In the 70s and 80s, our metropolitan fire departments had little to do with patient care. They had given that up years before, and had little interest. But with greater density placement they had undeniably better response times, often fuming by the time EMS finally showed up. This all started to change with the AED. Now Fire departments by regulation needed a Medical Director in order to deploy AEDs. Now they had oversight. Now they had a certain amount of medical and legal liability during consistently worst-case-scenarios, like cardiac arrest.
Pretty soon many figured out that if they could handle the codes they sure could handle the walking wounded. On the flip side, fire calls started going down. Before long they wanted back in the patient transportation business. The AED had an undeniable role in all this. It prompted the fire service in many areas, to reevaluate its role and expand its mission. This was not quickly embraced; to the contrary EMS integration into the fire service was often resisted.
The first AED I remember was the FirstMedic 610. It offered automatic self-testing, a real breakthrough at the time. Along with the Laerdal Heartstart models, these earliest AEDs suffered from too much input from advanced providers and not enough from basics. Many had ECG screens and printers, voice recorders, and other added features that made these devices heavy and cumbersome. Then along came the AED built into an Ammo Box; the FirstMedic 510.
This basic, rugged AED proved that firefighters could treat cardiac arrest effectively. Soon the other manufacturers were making what the market actually needed. Models quit trying to be "Paramedic Lite" machines and AEDs got simpler, with actually fewer features. They became nearly foolproof, lightweight and very simple to operate. Physio-Control offered a series of well-engineered models like the Lifepak 300 and its many successors. Today we even have the Phillips Heartstart Home, a defibrillator approved by the FDA for home use.

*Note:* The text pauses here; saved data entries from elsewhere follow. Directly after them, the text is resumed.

//! Pair one part-0 and one part-1 invocation of a bug per round.
//!
//! # Protocol
//!
//! Any number of threads may invoke either part of a bug concurrently and repeatedly. For each
//! invocation:
//!
//! 1. If the bug has exhausted its retry budget, return.
//! 2. Claim the part's lock (`0 -> 1`). If another invocation of the same part holds it, return.
//! 3. Increment the active counter. An invocation observing a prior value of `1` found its
//!    partner waiting and joins the round. Otherwise it is alone: it may yield a bounded number
//!    of times for its partner, then tries to roll the counter back (`1 -> 0`). If the rollback
//!    succeeds nobody came and it abstains; if it fails, the partner incremented in between and
//!    it joins the round.
//! 4. Both members of the round meet at the `before` barrier (part `1` counts the attempt first),
//!    release their share of the counter, run the body, record success, and meet at the `after`
//!    barrier.
//! 5. Exactly one member consumes the success flag (`1 -> 0`) and counts the trigger.
//! 6. Release the part's lock.

use crate::{Barrier, BugId, Part, Stats};
use std::{
    sync::atomic::{AtomicU8, Ordering},
    thread,
};
use tracing::trace;

/// What a single invocation of [Synchronizer::run] did.
#[derive(Copy, Clone, Debug, PartialEq, Eq)]
pub enum Outcome {
    /// The bug has no retry budget left in this process.
    Exhausted,
    /// Another invocation of the same part was already in flight.
    Busy,
    /// No partner arrived; the body did not run.
    Abstained,
    /// The round ran. `triggered` is set for the member that counted a trigger.
    Completed { triggered: bool },
    /// The bug id is not registered.
    Unregistered,
}

/// Pairing state of a single bug.
#[derive(Debug, Default)]
pub struct Synchronizer {
    locks: [AtomicU8; 2],
    active: AtomicU8,
    success: AtomicU8,
    before: Barrier,
    after: Barrier,
}

impl Synchronizer {
    /// Create a new [Synchronizer] with no invocation in flight.
    pub const fn new() -> Self {
        Self {
            locks: [AtomicU8::new(0), AtomicU8::new(0)],
            active: AtomicU8::new(0),
            success: AtomicU8::new(0),
            before: Barrier::new(),
            after: Barrier::new(),
        }
    }

    /// Run `body` for `part` of `bug` if a partner invocation of the other part joins the round.
    ///
    /// `spins` bounds how many times a lone arrival yields waiting for its partner. Once a round
    /// forms, `body` runs on both members concurrently and a `true` from either counts as a
    /// trigger.
    ///
    /// # Panics
    ///
    /// Panics if `bug` is not below [Stats::bugs].
    pub fn run<F>(
        &self,
        stats: &Stats,
        bug: BugId,
        part: Part,
        max_tries: u32,
        spins: u32,
        body: F,
    ) -> Outcome
    where
        F: FnOnce(Part) -> bool,
    {
        if stats.tried(bug) >= max_tries {
            return Outcome::Exhausted;
        }

        // At most one invocation per part
        let lock = &self.locks[part.index()];
        if lock
            .compare_exchange(0, 1, Ordering::AcqRel, Ordering::Acquire)
            .is_err()
        {
            return Outcome::Busy;
        }

        // Part one is the only part that spends budget, and only one part one runs at a time,
        // so checking again under the lock keeps `tried` within the budget.
        if part == Part::One && stats.tried(bug) >= max_tries {
            lock.fetch_sub(1, Ordering::AcqRel);
            return Outcome::Exhausted;
        }

        let outcome = if self.pair(spins) {
            self.round(stats, bug, part, body)
        } else {
            trace!(bug, ?part, "abstained");
            Outcome::Abstained
        };

        lock.fetch_sub(1, Ordering::AcqRel);
        outcome
    }

    /// Join the active counter, returning whether a partner is present.
    fn pair(&self, spins: u32) -> bool {
        if self.active.fetch_add(1, Ordering::AcqRel) == 1 {
            return true;
        }

        // Alone so far. This spin is bounded by `spins`; the partner may never come.
        for _ in 0..spins {
            if self.active.load(Ordering::Acquire) != 1 {
                break;
            }
            thread::yield_now();
        }

        // If the rollback fails, the partner incremented in between
        self.active
            .compare_exchange(1, 0, Ordering::AcqRel, Ordering::Acquire)
            .is_err()
    }

    fn round<F>(&self, stats: &Stats, bug: BugId, part: Part, body: F) -> Outcome
    where
        F: FnOnce(Part) -> bool,
    {
        if part == Part::One {
            stats.record_tried(bug);
        }

        self.before.enter();
        self.active.fetch_sub(1, Ordering::AcqRel);
        if body(part) {
            self.success.fetch_or(1, Ordering::AcqRel);
        }
        self.after.enter();

        let triggered = self
            .success
            .compare_exchange(1, 0, Ordering::AcqRel, Ordering::Acquire)
            .is_ok();
        if triggered {
            stats.record_trigger(bug);
        }
        trace!(bug, ?part, triggered, "round completed");
        Outcome::Completed { triggered }
    }
}

#[cfg(test)]
mod tests {
    use super::*;
    use racebench_macros::test_traced;
    use std::sync::{
        atomic::{AtomicBool, AtomicU32},
        Arc,
    };

    const SPINS: u32 = 1_000;

    /// Invoke `part` until `done` holds or `attempts` runs out.
    fn drive<F>(
        sync: &Synchronizer,
        stats: &Stats,
        part: Part,
        max_tries: u32,
        attempts: usize,
        done: impl Fn() -> bool,
        body: F,
    ) where
        F: Fn(Part) -> bool,
    {
        for _ in 0..attempts {
            if done() {
                return;
            }
            sync.run(stats, 0, part, max_tries, SPINS, &body);
        }
    }

    #[test_traced]
    fn test_lone_part_abstains() {
        let sync = Synchronizer::new();
        let stats = Stats::new(1);
        for part in Part::ALL {
            let outcome = sync.run(&stats, 0, part, 10, 0, |_| panic!("ran alone"));
            assert_eq!(outcome, Outcome::Abstained);
        }
        assert_eq!(stats.tried(0), 0);
        assert_eq!(sync.active.load(Ordering::Acquire), 0);
    }

    #[test_traced]
    fn test_busy_part() {
        let sync = Synchronizer::new();
        let stats = Stats::new(1);
        sync.locks[0].store(1, Ordering::Release);
        assert_eq!(
            sync.run(&stats, 0, Part::Zero, 10, 0, |_| true),
            Outcome::Busy
        );
        assert_eq!(sync.locks[0].load(Ordering::Acquire), 1);
    }

    #[test_traced]
    fn test_exhausted_budget() {
        let sync = Synchronizer::new();
        let stats = Stats::new(1);
        for part in Part::ALL {
            assert_eq!(
                sync.run(&stats, 0, part, 0, 0, |_| true),
                Outcome::Exhausted
            );
        }
        assert_eq!(stats.tried(0), 0);
    }

    #[test_traced]
    #[should_panic]
    fn test_bug_outside_stats_panics() {
        let sync = Synchronizer::new();
        let stats = Stats::new(1);
        sync.run(&stats, 1, Part::Zero, 10, 0, |_| true);
    }

    #[test_traced]
    fn test_pairs_and_counts_one_trigger() {
        let sync = Arc::new(Synchronizer::new());
        let stats = Arc::new(Stats::new(1));
        let handles: Vec<_> = Part::ALL
            .into_iter()
            .map(|part| {
                let (sync, stats) = (sync.clone(), stats.clone());
                thread::spawn(move || {
                    let done = || stats.tried(0) > 0;
                    drive(&sync, &stats, part, 10, 1_000_000, done, |_| true);
                })
            })
            .collect();
        for handle in handles {
            handle.join().unwrap();
        }

        // Both parts reported a trigger but the round counts once
        assert_eq!(stats.tried(0), 1);
        assert_eq!(stats.trigger(0), 1);
        assert!(stats.is_triggered());
        assert_eq!(sync.success.load(Ordering::Acquire), 0);
        assert_eq!(sync.active.load(Ordering::Acquire), 0);
    }

    #[test_traced]
    fn test_rounds_are_exclusive() {
        const THREADS_PER_PART: usize = 3;
        const MAX_TRIES: u32 = 50;
        let sync = Arc::new(Synchronizer::new());
        let stats = Arc::new(Stats::new(1));
        let inside = Arc::new([AtomicU32::new(0), AtomicU32::new(0)]);
        let bodies = Arc::new([AtomicU32::new(0), AtomicU32::new(0)]);
        let overlap = Arc::new(AtomicBool::new(false));

        let mut handles = Vec::new();
        for part in Part::ALL {
            for _ in 0..THREADS_PER_PART {
                let (sync, stats) = (sync.clone(), stats.clone());
                let (inside, bodies, overlap) = (inside.clone(), bodies.clone(), overlap.clone());
                handles.push(thread::spawn(move || {
                    let done = || stats.tried(0) >= MAX_TRIES;
                    drive(&sync, &stats, part, MAX_TRIES, 1_000_000, done, |part| {
                        if inside[part.index()].fetch_add(1, Ordering::AcqRel) != 0 {
                            overlap.store(true, Ordering::Release);
                        }
                        bodies[part.index()].fetch_add(1, Ordering::AcqRel);
                        inside[part.index()].fetch_sub(1, Ordering::AcqRel);
                        false
                    });
                }));
            }
        }
        for handle in handles {
            handle.join().unwrap();
        }

        // One body per part per round, never two of the same part at once
        assert!(!overlap.load(Ordering::Acquire));
        assert_eq!(stats.tried(0), MAX_TRIES);
        assert_eq!(bodies[0].load(Ordering::Acquire), MAX_TRIES);
        assert_eq!(bodies[1].load(Ordering::Acquire), MAX_TRIES);
        assert_eq!(stats.trigger(0), 0);
        assert!(!stats.is_triggered());
    }

    #[test_traced]
    fn test_budget_never_exceeded() {
        const MAX_TRIES: u32 = 5;
        let sync = Arc::new(Synchronizer::new());
        let stats = Arc::new(Stats::new(1));
        let handles: Vec<_> = Part::ALL
            .into_iter()
            .map(|part| {
                let (sync, stats) = (sync.clone(), stats.clone());
                thread::spawn(move || {
                    let done = || stats.tried(0) >= MAX_TRIES;
                    drive(&sync, &stats, part, MAX_TRIES, 1_000_000, done, |_| false);
                })
            })
            .collect();
        for handle in handles {
            handle.join().unwrap();
        }
        assert_eq!(stats.tried(0), MAX_TRIES);

        // Further invocations return immediately without spending budget
        for part in Part::ALL {
            assert_eq!(
                sync.run(&stats, 0, part, MAX_TRIES, SPINS, |_| true),
                Outcome::Exhausted
            );
        }
        assert_eq!(stats.tried(0), MAX_TRIES);
    }
}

What is truly amazing is that this entire evolution took place in less than 20 short years. In less time than it took to put a man on the moon, we put an AED in every airport, stadium, and fire truck. We identified a promising technology, and then rapidly evolved its design and application to its most efficient and beneficial application. Makes you think, doesn't it? If we had a grand plan, nobody shared it with me at the time. Nevertheless, we somehow did the right things the right way. Our industry, despite the many inherent obstacles and challenges, embraced this new technology and put it to best use.
At the time this was not without considerable threat to our very profession. I remember those who said "with AED and shorter response times ALS will become obsolete." But we knew that no machine could replace us, so we accepted and often lead our communities in developing Public Access Defibrillation Programs. In a few short years we all had stories of AED saves, each one a testament to our commitment. The determination of EMS professionals to improve care and save lives trumped politics and even financial challenges.
It happened slowly, one city at a time. The job was creating awareness, raising money, establishing medical authority and legal protections. In every state and community there were many who said it could not be done or should not be done. But in the end, we got the job done and resisted every discouragement.
Today thousands are alive who otherwise would not be. Many in the EMS community were at the forefront of these efforts. We can be proud of our role evolving today's modern AED.
As we consider other new and developing technologies it might be beneficial to remember this experience. It showed us what can be done when innovation and determination are combined. Sometimes the outcome is unanticipated. I don't remember anybody accurately forecasting the long term impact of the AED on the fire service. But in many communities, citizens are getting better care as a result. These improvements in quality have also produced better opportunities for those in our profession. Perhaps not the outcome anybody expected, but one that's pretty easy to live with.